§ Task material
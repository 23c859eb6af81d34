//! Docker Engine implementation of [`ContainerRuntime`]

use std::collections::HashMap;
use std::path::Path;

use async_trait::async_trait;
use bollard::Docker;
use bollard::container::{
    Config, CreateContainerOptions, InspectContainerOptions, LogOutput, RemoveContainerOptions,
    StartContainerOptions, UploadToContainerOptions,
};
use bollard::errors::Error as DockerError;
use bollard::exec::{CreateExecOptions, StartExecResults};
use bollard::image::BuildImageOptions;
use bollard::models::{HostConfig, RestartPolicyNameEnum};
use bollard::network::{CreateNetworkOptions, InspectNetworkOptions};
use futures::StreamExt;
use tracing::{debug, info, warn};

use super::{
    BuildSpec, ContainerInfo, ContainerRuntime, ContainerSpec, ExecOutput, NetworkRef,
    RestartPolicy, RuntimeError,
};

/// [`ContainerRuntime`] backed by a local Docker daemon
#[derive(Clone)]
pub struct DockerRuntime {
    docker: Docker,
}

impl DockerRuntime {
    /// Connect using `DOCKER_HOST` or the platform default socket.
    pub fn connect() -> Result<Self, RuntimeError> {
        let docker = Docker::connect_with_local_defaults()?;
        Ok(Self { docker })
    }

    /// Wrap an already configured client.
    pub fn from_client(docker: Docker) -> Self {
        Self { docker }
    }

    /// Check that the daemon answers.
    pub async fn ping(&self) -> Result<(), RuntimeError> {
        self.docker.ping().await?;
        Ok(())
    }

    async fn inspect(&self, id: &str) -> Result<ContainerInfo, RuntimeError> {
        let inspect = self
            .docker
            .inspect_container(id, None::<InspectContainerOptions>)
            .await?;
        let settings = inspect.network_settings.unwrap_or_default();

        let ip_addresses = settings
            .networks
            .unwrap_or_default()
            .into_iter()
            .filter_map(|(network, endpoint)| {
                endpoint
                    .ip_address
                    .filter(|ip| !ip.is_empty())
                    .map(|ip| (network, ip))
            })
            .collect();

        let host_ports = settings
            .ports
            .unwrap_or_default()
            .into_iter()
            .filter_map(|(port, bindings)| {
                bindings
                    .and_then(|bindings| bindings.into_iter().find_map(|b| b.host_port))
                    .map(|host_port| (port, host_port))
            })
            .collect();

        Ok(ContainerInfo {
            id: inspect.id.unwrap_or_else(|| id.to_string()),
            name: inspect
                .name
                .map(|name| name.trim_start_matches('/').to_string())
                .unwrap_or_default(),
            ip_addresses,
            host_ports,
        })
    }
}

#[async_trait]
impl ContainerRuntime for DockerRuntime {
    async fn build_image(&self, spec: &BuildSpec) -> Result<String, RuntimeError> {
        let context = pack_build_context(&spec.context_dir)?;
        info!(
            tag = %spec.tag,
            dockerfile = %spec.dockerfile,
            context_bytes = context.len(),
            "Building image"
        );

        let options = BuildImageOptions {
            dockerfile: spec.dockerfile.clone(),
            t: spec.tag.clone(),
            rm: true,
            forcerm: true,
            ..Default::default()
        };

        let mut stream = self.docker.build_image(options, None, Some(context.into()));
        while let Some(item) = stream.next().await {
            let info = item?;
            if let Some(error) = info.error {
                return Err(RuntimeError::Build(error));
            }
            if let Some(line) = info.stream.as_deref().map(str::trim)
                && !line.is_empty()
            {
                debug!(tag = %spec.tag, "{}", line);
            }
        }

        Ok(spec.tag.clone())
    }

    async fn remove_container_by_name(&self, name: &str) -> Result<(), RuntimeError> {
        let options = RemoveContainerOptions {
            force: true,
            v: true,
            ..Default::default()
        };
        match self.docker.remove_container(name, Some(options)).await {
            Ok(()) => {
                debug!(container = %name, "Removed stale container");
                Ok(())
            }
            Err(DockerError::DockerResponseServerError {
                status_code: 404, ..
            }) => Ok(()),
            Err(e) => Err(e.into()),
        }
    }

    async fn run_container(&self, spec: &ContainerSpec) -> Result<ContainerInfo, RuntimeError> {
        let exposed_ports: HashMap<String, HashMap<(), ()>> = spec
            .exposed_ports
            .iter()
            .map(|port| (port.clone(), HashMap::new()))
            .collect();

        let host_config = HostConfig {
            network_mode: Some(spec.network.name.clone()),
            publish_all_ports: Some(true),
            restart_policy: Some(bollard::models::RestartPolicy {
                name: Some(restart_policy_name(spec.restart_policy)),
                maximum_retry_count: None,
            }),
            cap_add: (!spec.cap_add.is_empty()).then(|| spec.cap_add.clone()),
            sysctls: (!spec.sysctls.is_empty()).then(|| spec.sysctls.clone()),
            ..Default::default()
        };

        let config = Config {
            hostname: Some(spec.name.clone()),
            image: Some(spec.image.clone()),
            env: Some(spec.env.clone()),
            entrypoint: Some(spec.entrypoint.clone()),
            exposed_ports: Some(exposed_ports),
            host_config: Some(host_config),
            ..Default::default()
        };

        let created = self
            .docker
            .create_container(
                Some(CreateContainerOptions {
                    name: spec.name.clone(),
                    platform: None,
                }),
                config,
            )
            .await?;
        for warning in &created.warnings {
            warn!(container = %spec.name, "{}", warning);
        }

        if let Err(e) = self
            .docker
            .start_container(&created.id, None::<StartContainerOptions<String>>)
            .await
        {
            let options = RemoveContainerOptions {
                force: true,
                v: true,
                ..Default::default()
            };
            match self.docker.remove_container(&created.id, Some(options)).await {
                Ok(()) => debug!(container = %spec.name, "Removed container that failed to start"),
                Err(cleanup) => warn!(
                    container = %spec.name,
                    error = %cleanup,
                    "Failed to remove container that failed to start"
                ),
            }
            return Err(e.into());
        }

        self.inspect(&created.id).await
    }

    async fn exec(&self, container_id: &str, argv: &[String]) -> Result<ExecOutput, RuntimeError> {
        let created = self
            .docker
            .create_exec(
                container_id,
                CreateExecOptions::<String> {
                    cmd: Some(argv.to_vec()),
                    attach_stdout: Some(true),
                    attach_stderr: Some(true),
                    ..Default::default()
                },
            )
            .await?;

        let mut output = ExecOutput::default();
        match self.docker.start_exec(&created.id, None).await? {
            StartExecResults::Attached { output: mut frames, .. } => {
                while let Some(frame) = frames.next().await {
                    match frame? {
                        LogOutput::StdOut { message } => output.stdout.extend_from_slice(&message),
                        LogOutput::StdErr { message } => output.stderr.extend_from_slice(&message),
                        _ => {}
                    }
                }
            }
            StartExecResults::Detached => {
                return Err(RuntimeError::Rejected(
                    "exec started detached, output unavailable".to_string(),
                ));
            }
        }

        output.exit_code = self
            .docker
            .inspect_exec(&created.id)
            .await?
            .exit_code
            .unwrap_or(-1);

        Ok(output)
    }

    async fn upload_archive(
        &self,
        container_id: &str,
        dest_dir: &str,
        archive: Vec<u8>,
    ) -> Result<(), RuntimeError> {
        let options = UploadToContainerOptions {
            path: dest_dir.to_string(),
            no_overwrite_dir_non_dir: "true".to_string(),
        };
        self.docker
            .upload_to_container(container_id, Some(options), archive.into())
            .await?;
        Ok(())
    }

    async fn purge(&self, container_id: &str) -> Result<(), RuntimeError> {
        let options = RemoveContainerOptions {
            force: true,
            v: true,
            ..Default::default()
        };
        match self.docker.remove_container(container_id, Some(options)).await {
            Ok(()) => Ok(()),
            Err(DockerError::DockerResponseServerError {
                status_code: 404, ..
            }) => Err(RuntimeError::NoSuchContainer(container_id.to_string())),
            Err(e) => Err(e.into()),
        }
    }

    async fn create_network(&self, name: &str) -> Result<NetworkRef, RuntimeError> {
        self.docker
            .create_network(CreateNetworkOptions {
                name: name.to_string(),
                check_duplicate: true,
                driver: "bridge".to_string(),
                ..Default::default()
            })
            .await?;

        let network = self
            .docker
            .inspect_network(name, None::<InspectNetworkOptions<String>>)
            .await?;
        info!(network = %name, "Created network");

        Ok(NetworkRef {
            id: network.id.unwrap_or_default(),
            name: name.to_string(),
        })
    }

    async fn remove_network(&self, network: &NetworkRef) -> Result<(), RuntimeError> {
        self.docker.remove_network(&network.id).await?;
        Ok(())
    }
}

fn restart_policy_name(policy: RestartPolicy) -> RestartPolicyNameEnum {
    match policy {
        RestartPolicy::No => RestartPolicyNameEnum::NO,
        RestartPolicy::Always => RestartPolicyNameEnum::ALWAYS,
        RestartPolicy::UnlessStopped => RestartPolicyNameEnum::UNLESS_STOPPED,
        RestartPolicy::OnFailure => RestartPolicyNameEnum::ON_FAILURE,
    }
}

/// Tar the build context directory in memory.
fn pack_build_context(dir: &Path) -> Result<Vec<u8>, RuntimeError> {
    let to_err = |source| RuntimeError::BuildContext {
        path: dir.to_path_buf(),
        source,
    };

    let mut builder = tar::Builder::new(Vec::new());
    builder.follow_symlinks(false);
    builder.append_dir_all(".", dir).map_err(to_err)?;
    builder.into_inner().map_err(to_err)
}
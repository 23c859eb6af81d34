//! Running commands inside the instance
//!
//! [`CommandRunner`] keeps three things apart: what the command printed
//! (stdout, stderr), whether it succeeded (exit code), and whatever the caller
//! later does with the output (parsing happens elsewhere). There are no
//! retries and no timeout: a command that hangs inside the container hangs
//! the caller.

use std::sync::Arc;

use thiserror::Error;
use tracing::{debug, info, warn};

use crate::runtime::{ContainerRuntime, RuntimeError};

/// Errors from running a command in the container
#[derive(Error, Debug)]
pub enum ExecError {
    #[error("refusing to execute an empty command")]
    EmptyCommand,

    #[error("failed to execute `{}`: {source}", .argv.join(" "))]
    Runtime {
        argv: Vec<String>,
        #[source]
        source: RuntimeError,
    },

    #[error("command `{}` exited with code {exit_code}: {}", .argv.join(" "), .stderr.trim())]
    NonZeroExit {
        argv: Vec<String>,
        exit_code: i64,
        stdout: String,
        stderr: String,
    },
}

impl ExecError {
    /// Captured stderr, when the command got far enough to produce any.
    pub fn stderr(&self) -> Option<&str> {
        match self {
            ExecError::NonZeroExit { stderr, .. } => Some(stderr),
            _ => None,
        }
    }

    /// Captured stdout of a command that exited non-zero.
    pub fn stdout(&self) -> Option<&str> {
        match self {
            ExecError::NonZeroExit { stdout, .. } => Some(stdout),
            _ => None,
        }
    }

    pub fn exit_code(&self) -> Option<i64> {
        match self {
            ExecError::NonZeroExit { exit_code, .. } => Some(*exit_code),
            _ => None,
        }
    }
}

/// Captured streams of a command that exited with status 0.
///
/// Any other status comes back as [`ExecError::NonZeroExit`].
#[derive(Debug, Clone)]
pub struct CommandOutput {
    pub stdout: String,
    pub stderr: String,
}

/// Executes argument vectors inside one container
#[derive(Clone)]
pub struct CommandRunner {
    runtime: Arc<dyn ContainerRuntime>,
    container_id: String,
    hostname: String,
}

impl CommandRunner {
    pub fn new(
        runtime: Arc<dyn ContainerRuntime>,
        container_id: impl Into<String>,
        hostname: impl Into<String>,
    ) -> Self {
        Self {
            runtime,
            container_id: container_id.into(),
            hostname: hostname.into(),
        }
    }

    pub fn container_id(&self) -> &str {
        &self.container_id
    }

    pub fn runtime(&self) -> &Arc<dyn ContainerRuntime> {
        &self.runtime
    }

    /// Run `argv` and wait for it to exit.
    ///
    /// A non-zero exit is an error carrying both captured streams.
    pub async fn execute<S: AsRef<str>>(&self, argv: &[S]) -> Result<CommandOutput, ExecError> {
        let output = self.run(argv).await?;
        Ok(CommandOutput {
            stdout: String::from_utf8_lossy(&output.stdout).into_owned(),
            stderr: String::from_utf8_lossy(&output.stderr).into_owned(),
        })
    }

    /// Like [`execute`](Self::execute) but returns stdout untouched, for
    /// output that is not necessarily UTF-8.
    pub async fn execute_raw<S: AsRef<str>>(&self, argv: &[S]) -> Result<Vec<u8>, ExecError> {
        Ok(self.run(argv).await?.stdout)
    }

    async fn run<S: AsRef<str>>(&self, argv: &[S]) -> Result<crate::runtime::ExecOutput, ExecError> {
        let argv: Vec<String> = argv.iter().map(|arg| arg.as_ref().to_string()).collect();
        if argv.is_empty() {
            return Err(ExecError::EmptyCommand);
        }

        info!(hostname = %self.hostname, command = ?argv, "Running command");

        let output = self
            .runtime
            .exec(&self.container_id, &argv)
            .await
            .map_err(|source| ExecError::Runtime {
                argv: argv.clone(),
                source,
            })?;

        let stderr = String::from_utf8_lossy(&output.stderr);
        if output.exit_code != 0 {
            warn!(
                hostname = %self.hostname,
                exit_code = output.exit_code,
                "command stderr: {}",
                stderr.trim_end()
            );
            return Err(ExecError::NonZeroExit {
                argv,
                exit_code: output.exit_code,
                stdout: String::from_utf8_lossy(&output.stdout).into_owned(),
                stderr: stderr.into_owned(),
            });
        }

        if !stderr.is_empty() {
            debug!(hostname = %self.hostname, "command stderr: {}", stderr.trim_end());
        }
        if !output.stdout.is_empty() {
            debug!(hostname = %self.hostname, bytes = output.stdout.len(), "command stdout captured");
        }

        Ok(output)
    }
}
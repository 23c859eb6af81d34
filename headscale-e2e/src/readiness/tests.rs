use super::*;

#[test]
fn test_default_policy_grows_and_caps() {
    let policy = RetryPolicy::default();
    let delays: Vec<Duration> = policy.intervals().take(8).collect();

    assert_eq!(delays[0], Duration::from_millis(500));
    assert_eq!(delays[1], Duration::from_millis(750));
    assert!(delays.windows(2).all(|w| w[0] <= w[1]));
    assert_eq!(*delays.last().unwrap(), Duration::from_secs(5));
}

#[test]
fn test_attempt_budget() {
    let policy = RetryPolicy::attempts(3, Duration::from_millis(10));

    assert!(policy.allows_another(1, Duration::ZERO, Duration::from_millis(10)));
    assert!(policy.allows_another(2, Duration::from_secs(3600), Duration::from_millis(10)));
    assert!(!policy.allows_another(3, Duration::ZERO, Duration::from_millis(10)));
}

#[test]
fn test_time_budget() {
    let policy = RetryPolicy {
        max_elapsed: Duration::from_secs(1),
        ..RetryPolicy::default()
    };

    assert!(policy.allows_another(10, Duration::from_millis(400), Duration::from_millis(500)));
    assert!(!policy.allows_another(10, Duration::from_millis(800), Duration::from_millis(500)));
}

#[test]
fn test_multiplier_below_one_does_not_shrink() {
    let policy = RetryPolicy {
        multiplier: 0.5,
        ..RetryPolicy::default()
    };
    assert_eq!(
        policy.next_interval(Duration::from_secs(1)),
        Duration::from_secs(1)
    );
}

#[test]
fn test_not_ready_message_keeps_status_and_attempts() {
    let err = ReadinessError::NotReady {
        url: "http://172.18.0.2:8080/health".to_string(),
        attempts: 4,
        status: 503,
    };

    assert_eq!(err.attempts(), 4);
    let message = err.to_string();
    assert!(message.contains("status code not ok"), "{}", message);
    assert!(message.contains("503"), "{}", message);
}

§ Instructions for the task
Only the lines of the data holding the string "NetworkRef" are wanted; copy each of them.

§ Response to the task
    BuildSpec, ContainerInfo, ContainerRuntime, ContainerSpec, ExecOutput, NetworkRef,
    async fn create_network(&self, name: &str) -> Result<NetworkRef, RuntimeError> {
        Ok(NetworkRef {
    async fn remove_network(&self, network: &NetworkRef) -> Result<(), RuntimeError> {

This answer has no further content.